Comparative hemodynamic effects of hypotension induced by CGRP and PGE1 in dogs.

Calcitonin gene-related peptide (CGRP) produces vasodilation, hypotension, and tachycardia. We compared the hemodynamic effects of CGRP-induced hypotension with the effects of prostaglandin E1 (PGE1), which is currently used as a hypotensive agent during anesthesia. Eighteen mongrel dogs were anesthetized with pentobarbital (25 mg·kg(-1)), and 0.87% halothane in oxygen (1MAC). Measurements of hemodynamic variables were made before, during, and after induced hypotension. The mean arterial pressure (MAP) was lowered to 60 mmHg by the infusion of either CGRP (n=10) or PGE1 (n=8). This decrease in MAP was appoximately 50% of the baseline value. The CGRP- and PGE1-induced hypotension resulted in 61% and 51% maximum reductions (P<0.01, respectively) in systemic vascular resistance associated with a significant increase in stroke volume index; the two treatments, however produced inconsistent changes in cardiac index (CI). With CGRP, a maximum increase of 144% (P< 0.01) in CI was observed during induced hypotension.
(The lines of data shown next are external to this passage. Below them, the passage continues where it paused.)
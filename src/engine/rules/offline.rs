use super::AlertCandidate;
use crate::engine::tracker::DeviceRuntimeState;
use crate::models::{AlertKind, Severity};
use chrono::{DateTime, Duration, Utc};

/// Liveness check. Unlike the per-sample rules this runs on a timer, since
/// its trigger is the absence of samples.
pub struct OfflineRule {
    pub after: Duration,
}

impl OfflineRule {
    pub fn evaluate(
        &self,
        device_id: &str,
        device_name: &str,
        state: &DeviceRuntimeState,
        now: DateTime<Utc>,
    ) -> Option<AlertCandidate> {
        if state.offline_reported {
            return None;
        }
        let silent = now - state.last_seen()?;
        if silent <= self.after {
            return None;
        }
        let minutes = silent.num_seconds() as f64 / 60.0;
        let limit = self.after.num_seconds() as f64 / 60.0;
        Some(AlertCandidate {
            device_id: device_id.to_string(),
            device_name: device_name.to_string(),
            kind: AlertKind::Offline,
            severity: Severity::High,
            message: format!(
                "{} has not reported for {:.0} min (limit {:.0} min)",
                device_name, minutes, limit
            ),
            value: Some(minutes),
            threshold: Some(limit),
            timestamp: now,
            latitude: state.last_sample.as_ref().map(|s| s.latitude),
            longitude: state.last_sample.as_ref().map(|s| s.longitude),
        })
    }
}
In contrast, PGE1-induced hypotension caused no significant changes in CI throughout the observation period. Left ventricular maximum dP/dt decreased (P<0.01) during the hypotensive period with PGE1, whereas it remained un-changes during CGRP-induced hypotension. The different results for changes in CI and cardiac contractility during the CGRP- and PGE1-induced hypotension were probably due to differences in ventricular filling pressure. Hypotension induced by PGE1 was associated with a significant decrease in heart rate (HR), whereas CGRP did not affect HR. This study shows that both CGRP and PGE1 are effective in decreasing afterload and in inducing hypotension; the results suggest that CGRP is a useful vasodilator for inducing hypotension during halothane anesthesia.